The joint American Society of Clinical Oncology (ASCO), Society for Neuro-Oncology (SNO), and American Society for Radiation Oncology (ASTRO) guideline for treatment of brain metastases recommends a CNS-penetrating TKI for patients with asymptomatic NSCLC brain metastases bearing EGFR or ALK alterations. If there is no oncogenic driver, the guideline recommends the option of pembrolizumab (Keytruda) with or without chemotherapy.
Both the US and European guidelines recommend initiating local treatment for patients with symptomatic metastases. The level of evidence for these recommendations is low, however.
Clinicians still need better evidence about the potential for upfront immunotherapy for these patients, more information about the NSCLC brain metastases immune environment and tumor microenvironment, data on the best treatment sequence, and new strategies for improving CNS penetration of systemic therapy, Dr. Hendriks said.
Second Decision
At the time of CNS progression, the question becomes whether patients would benefit from targeted therapy or chemotherapy.
“We quite often say that chemotherapy doesn’t work in the brain, but that’s not entirely true,” Dr. Hendriks said, noting that, depending on the regimen range, brain response rates range from 23% to as high as 50% in patients with previously untreated asymptomatic brain metastases, although the median survival times are fairly low, on the order of 4 to almost 13 months.
There is also preclinical evidence that chemotherapy uptake is higher for larger brain metastases, compared with normal tissue and cerebrospinal fluid, “so the blood-brain barrier opens if you have the larger brain metastases,” she said.
KRAS-positive NSCLC is associated with a high risk for brain metastases, and these metastases share the same mutation as the primary cancer, suggesting potential efficacy of KRAS G12c inhibitors. There is preclinical evidence that adagrasib (Krazati) has CNS penetration, and there was evidence for intracranial efficacy of the drug in the KRYSTAL-1b trial, Dr. Hendriks noted.
There are fewer data for the other Food and Drug Administration (FDA)–approved inhibitor, sotorasib, but there is evidence to suggest that its brain activity is restricted by ABCB1, a gene encoding for a transporter protein that shuttles substances out of cells.
Third Decision
For patients with CNS oligoprogression, the question is whether to adapt systemic therapy or use local therapy.

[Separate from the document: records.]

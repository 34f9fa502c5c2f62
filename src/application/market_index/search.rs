//! Hybrid lexical + embedding search over the market catalog (§4.D).

use std::collections::HashMap;
use std::sync::Arc;

use crate::domain::market_index::{Embedding, MarketIndexEntry, SearchHit};
use crate::domain::ports::Store;

use super::content_hash::hash_entry;
use super::embedding::{cosine_similarity, embed};

const DEFAULT_LIMIT: usize = 10;
const DEFAULT_MAX_CANDIDATES: usize = 1500;
const LEXICAL_PREFILTER_MIN_LEN: usize = 3;
const LEXICAL_MATCH_BOOST: f64 = 0.02;
const LEXICAL_BOOST_CAP: f64 = 0.15;

pub struct SearchOptions {
    pub platform: Option<String>,
    pub limit: usize,
    pub max_candidates: usize,
    pub min_score: Option<f64>,
    pub platform_weights: HashMap<String, f64>,
}

impl Default for SearchOptions {
    fn default() -> Self {
        Self {
            platform: None,
            limit: DEFAULT_LIMIT,
            max_candidates: DEFAULT_MAX_CANDIDATES,
            min_score: None,
            platform_weights: HashMap::new(),
        }
    }
}

pub struct Search {
    store: Arc<dyn Store>,
}

impl Search {
    pub fn new(store: Arc<dyn Store>) -> Self {
        Self { store }
    }

    pub async fn query(&self, query: &str, options: &SearchOptions) -> anyhow::Result<Vec<SearchHit>> {
        let text_filter = if query.chars().count() >= LEXICAL_PREFILTER_MIN_LEN {
            Some(query)
        } else {
            None
        };

        let candidates = self
            .store
            .query_market_index(options.platform.as_deref(), text_filter, options.max_candidates)
            .await?;

        let mut missing = Vec::new();
        let mut cached = HashMap::new();
        for entry in &candidates {
            let fresh_hash = hash_entry(entry);
            match self
                .store
                .get_embedding(&entry.platform, &entry.market_id, &fresh_hash)
                .await?
            {
                Some(embedding) => {
                    cached.insert((entry.platform.clone(), entry.market_id.clone()), embedding);
                }
                None => missing.push((entry.clone(), fresh_hash)),
            }
        }

        for (entry, content_hash) in missing {
            let vector = embed(&search_text(&entry));
            let embedding = Embedding {
                platform: entry.platform.clone(),
                market_id: entry.market_id.clone(),
                content_hash,
                vector,
            };
            self.store.put_embedding(&embedding).await?;
            cached.insert((entry.platform.clone(), entry.market_id.clone()), embedding);
        }

        let query_vector = embed(query);

        let mut hits: Vec<SearchHit> = candidates
            .into_iter()
            .filter_map(|entry| {
                let key = (entry.platform.clone(), entry.market_id.clone());
                let embedding = cached.get(&key)?;
                let weight = options
                    .platform_weights
                    .get(&entry.platform)
                    .copied()
                    .unwrap_or(1.0);
                let cosine = cosine_similarity(&query_vector, &embedding.vector);
                let lexical = lexical_boost(query, &entry);
                let score = cosine * weight + lexical;
                Some(SearchHit { entry, score })
            })
            .collect();

        hits.sort_by(|a, b| b.score.partial_cmp(&a.score).unwrap_or(std::cmp::Ordering::Equal));

        if let Some(min_score) = options.min_score {
            hits.retain(|h| h.score >= min_score);
        }

        hits.truncate(options.limit);
        Ok(hits)
    }
}

fn search_text(entry: &MarketIndexEntry) -> String {
    format!(
        "{} {} {} {}",
        entry.question, entry.description, entry.outcomes_json, entry.tags_json
    )
}

fn lexical_boost(query: &str, entry: &MarketIndexEntry) -> f64 {
    let haystack = search_text(entry).to_lowercase();
    let matches = query
        .split_whitespace()
        .filter(|term| term.chars().count() > 2)
        .filter(|term| haystack.contains(&term.to_lowercase()))
        .count();

    (matches as f64 * LEXICAL_MATCH_BOOST).min(LEXICAL_BOOST_CAP)
}

#[cfg(test)]
mod tests {
    use super::*;

    fn entry() -> MarketIndexEntry {
        MarketIndexEntry {
            platform: "polymarket".into(),
            market_id: "m1".into(),
            slug: "fed-rate-cut".into(),
            question: "Will the Fed cut rates in March?".into(),
            description: "Tracks the FOMC decision.".into(),
            outcomes_json: "[]".into(),
            tags_json: "[\"economy\"]".into(),
            status: "open".into(),
            url: "https://example.com".into(),
            end_date: None,
            resolved: false,
            volume_24h: None,
            liquidity: None,
            open_interest: None,
            predictions: None,
            content_hash: "h".into(),
            updated_at_ms: 0,
        }
    }

    #[test]
    fn lexical_boost_caps_at_the_configured_ceiling() {
        let boost = lexical_boost("fed rate cut march decision fomc tracks economy", &entry());
        assert!(boost <= LEXICAL_BOOST_CAP + 1e-9);
    }

    #[test]
    fn lexical_boost_ignores_short_terms() {
        let boost = lexical_boost("a an the", &entry());
        assert_eq!(boost, 0.0);
    }
}
//! Deterministic content hashing for `MarketIndexEntry` rows. Hashing is
//! restricted to the fields that describe *what the market is* (question,
//! description, outcomes, tags, status, resolution) rather than its
//! volatile trading stats (volume/liquidity/open interest), so a sync that
//! only refreshes 24h volume doesn't invalidate every cached embedding —
//! recorded as an Open Question resolution in DESIGN.md.

use serde_json::json;
use sha2::{Digest, Sha256};

use crate::domain::market_index::{MarketIndexEntry, MarketListing};

pub fn hash_listing(platform: &str, listing: &MarketListing) -> String {
    let canonical = json!({
        "platform": platform,
        "marketId": listing.market_id,
        "slug": listing.slug,
        "question": listing.question,
        "description": listing.description,
        "outcomesJson": listing.outcomes_json,
        "tags": sorted(&listing.tags),
        "status": listing.status,
        "url": listing.url,
        "endDate": listing.end_date,
        "resolved": listing.resolved,
    });

    hash_canonical_value(&canonical)
}

/// Recomputes the same canonical hash directly from a stored entry, for
/// search's cache-coherence check (`stored.contentHash == hash(entry)`).
pub fn hash_entry(entry: &MarketIndexEntry) -> String {
    let canonical = json!({
        "platform": entry.platform,
        "marketId": entry.market_id,
        "slug": entry.slug,
        "question": entry.question,
        "description": entry.description,
        "outcomesJson": entry.outcomes_json,
        "tags": sorted_json_tags(&entry.tags_json),
        "status": entry.status,
        "url": entry.url,
        "endDate": entry.end_date,
        "resolved": entry.resolved,
    });

    hash_canonical_value(&canonical)
}

fn sorted_json_tags(tags_json: &str) -> Vec<String> {
    let mut tags: Vec<String> = serde_json::from_str(tags_json).unwrap_or_default();
    tags.sort();
    tags
}

fn sorted(tags: &[String]) -> Vec<String> {
    let mut sorted = tags.to_vec();
    sorted.sort();
    sorted
}

fn hash_canonical_value(value: &serde_json::Value) -> String {
    let bytes = serde_json::to_vec(value).unwrap_or_default();
    let mut hasher = Sha256::new();
    hasher.update(&bytes);
    hex::encode(hasher.finalize())
}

There is some evidence to support dose escalation for patients with oligoprogression of tumors with EGFR or ALK alterations, but no data to support such a strategy for those with KRAS alterations, she said.
In these situations, data support dose escalation of osimertinib (Tagrisso), especially for patients with leptomeningeal disease, and brigatinib (Alunbrig), but there is very little evidence to support dose escalation for any other drugs that might be tried, she said.
In the question-and-answer part of the session, Antonin Levy, MD, from Gustave Roussy in Villejuif, France, who also presented during the session, asked Dr. Hendriks what she would recommend for a patient with a long-term response to chemoimmunotherapy for whom treatment cessation may be recommended, but who still has oligopersistent brain metastases.
“The difficulty is that with immunotherapy patients can have persistent lesions without any tumor activity, and in the brain I think there is no reliable technique to evaluate this type of thing,” she said.
Dr. Hendriks added that she would continue to follow the patient, but also closely evaluate disease progression by reviewing all scans over the course of therapy to determine whether the tumor is truly stable, follow the patient with brain imaging, and then “don’t do anything.”
Dr. Hendriks disclosed grants/research support and financial relationships with multiple companies. Dr. Levy disclosed research grants from Beigene, AstraZeneca, PharmaMar, and Roche.